Проститутки - вторая, бо’льшая группа женщин, связанная с блатным миром. Это - известная подруга вора, добывающая для него средства к жизни. Само собой, проститутки участвуют, когда надо, и в кражах, и в наводках, и в "стрёме", и в укрывательстве и сбыте краденого, но полноправными членами преступного мира они вовсе не являются. Они - непременные участницы кутежей, но и мечтать не могут о "правилках".
Потомственный "урка" с детских лет учится презрению к женщине. "Теоретические", "педагогические" занятия чередуются с наглядными примерами старших. Существо низшее, женщина создана лишь затем, чтобы насытить животную страсть вора, быть мишенью его грубых шуток и предметом публичных побоев, когда блатарь "гуляет". Живая вещь, которую блатарь берёт во временное пользование.
Послать свою подругу-проститутку в постель начальника, если это нужно для пользы дела - обычный, всеми одобряемый подход. Она и сама разделяет это мнение. Разговоры на эти темы всегда крайне циничны, предельно лаконичны и выразительны. Время дорого.

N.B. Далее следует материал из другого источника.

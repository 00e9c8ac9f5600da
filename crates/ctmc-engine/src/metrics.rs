//! Cumulative counters for one simulation.
//!
//! [`EngineMetrics`] lets callers and benchmarks see how much propensity
//! work the engine actually did, which is the point of dependency-aware
//! refresh.

use ctmc_core::SimTime;

/// Work counters accumulated over a simulation's lifetime.
#[derive(Clone, Debug, Default, PartialEq)]
pub struct EngineMetrics {
    /// Events fired.
    pub events_fired: u64,
    /// Individual `Process::rate()` calls made by the engine.
    pub rate_evaluations: u64,
    /// Cache refreshes that covered every process: the initial build and
    /// every event reported as `Dependents::All`.
    pub full_refreshes: u64,
    /// Cache refreshes driven by an explicit dependency list.
    pub partial_refreshes: u64,
    /// Clock value when absorption was first observed.
    pub absorbed_at: Option<SimTime>,
}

Воровская этика сводит на нет и ревность, и "черёмуху". По освящённому стариной обычаю, вору-вожаку, наиболее авторитетному в данной воровской компании, принадлежит выбор своей временной жены - лучшей проститутки.
И если вчера, до появления этого нового вожака, эта проститутка спала с другим вором, считалась его собственной вещью, которую он мог одолжить товарищам, то сегодня все эти права переходят к новому хозяину. Если завтра он будет арестован, проститутка снова вернётся к прежнему своему дружку. А если и тот будет арестован - ей укажут, кто будет новым её владельцем. Владельцем её жизни и смерти, её судьбы, её денег, её поступков, её тела.
Где же тут жить такому чувству, как ревность? Ему просто нет места в этике блатарей.
Вор, говорят, человек, и ничто человеческое ему не чуждо. Возможно, что бывает жаль уступить свою подругу, но закон есть закон, и блюстители "идейной" чистоты, блюстители чистоты блатных нравов (без всяких кавычек) укажут немедленно на ошибку возревновавшего вора. И он подчинится закону.
Бывают случаи, когда дикий нрав и истеричность, свойственная почти всем уркачам, толкает блатаря на защиту "своей бабы". Тогда этот вопрос уже становится суждением "правилок", и блатные "прокуроры" требуют наказания виновного, взывая к авторитету тысячелетних установлений.
Обычно же до ссоры дело не доходит, и проститутка покорно спит с новым хозяином.
Никакого дележа женщин, никакой "любви втроём" в блатном мире не существует.
В лагере мужчины и женщины разобщены. Однако в местах заключения есть больницы, пересылки, амбулатории, клубы, где мужчины и женщины всё же видят и слышат друг друга.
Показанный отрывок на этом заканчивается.